If you are going to make a schema migration with no downtime (even if you are
not feature-flagging it) you will need to make the code work with both the old
and new schema for a period, anyway. So, if you are feature flagging it, this
period might just be extended, and you roll out the migration slowly. The
'new' thing I introduce with this approach is really just the 'integrity
check' (and the gradual rollout, allowing you to monitor for
errors/performance issues).

For example, if your migration involves:

\- adding/removing a field: your code needs to deal with the fact that the
field might not be there. This usually means you have a reasonable default
value, or something.

\- restructuring: this is a broad category, so lets work with a more concrete
example: you currently have a nested (unbounded) repeating sub-object, and you
want to break them out into their own top-level documents in another
table/collection. In this case, you will have a DAO function
`getChildren(parent)`, which uses the feature flag to decide if it should make
the query to read the parent, and then pull out the nested list of children,
or if it should load the children from their separate collection.

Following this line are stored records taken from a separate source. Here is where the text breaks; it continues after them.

//! Failure artifact listing.

use std::path::{Path, PathBuf};

use anyhow::{Context, Result};
use chrono::{DateTime, Utc};
use clap::Args;
use plfm_telemetry::{list_artifacts, FailureArtifact};
use serde::Serialize;
use tabled::Tabled;

use crate::output::{display_option, print_output};

use super::CommandContext;

/// List failure artifacts.
#[derive(Debug, Args)]
pub struct FailuresCommand {}

#[derive(Debug, Serialize, Tabled)]
#[serde(rename_all = "camelCase")]
pub(super) struct FailureView {
    #[tabled(rename = "Kind")]
    kind: String,

    #[tabled(rename = "Store", display = "display_option")]
    store_id: Option<String>,

    #[tabled(rename = "Failed", display = "display_time")]
    failed_at: Option<DateTime<Utc>>,

    #[tabled(rename = "Errors", display = "display_option")]
    error_count: Option<usize>,

    #[tabled(rename = "Path", display = "display_path")]
    path: PathBuf,
}

fn display_time(at: &Option<DateTime<Utc>>) -> String {
    at.map(|at| at.to_rfc3339())
        .unwrap_or_else(|| "-".to_string())
}

fn display_path(path: &Path) -> String {
    path.display().to_string()
}

impl FailureView {
    fn load(path: PathBuf) -> Self {
        match FailureArtifact::read(&path) {
            Ok(artifact) => Self {
                kind: artifact.error.kind,
                store_id: Some(artifact.store_id),
                failed_at: Some(artifact.failed_at),
                error_count: artifact.errors.map(|e| e.len()),
                path,
            },
            Err(_) => Self {
                kind: "unreadable".to_string(),
                store_id: None,
                failed_at: None,
                error_count: None,
                path,
            },
        }
    }
}

impl FailuresCommand {
    pub fn run(self, ctx: CommandContext) -> Result<()> {
        let prefix = ctx.config_dir.errors_prefix();
        let views: Vec<FailureView> = list_artifacts(&prefix)
            .with_context(|| format!("Failed to list artifacts under {:?}", prefix))?
            .into_iter()
            .map(FailureView::load)
            .collect();

        print_output(&views, ctx.format);
        Ok(())
    }
}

You can save
the children in both places, and do the dual reads as well, comparing the
results. When the cutover is complete, you run a script that removes the
nested children (instead of decommissioning the old database, like in the
example in the blog post).

Ultimately, the concept is the same: you do the work in both places for a
period of time, and check the results. If there are any discrepancies, you
still have the fully-functional original data source.

------
drichelson
Did you encounter any performance problems during the 'Early Canary Read'
phase? this seems like a lot of DB action.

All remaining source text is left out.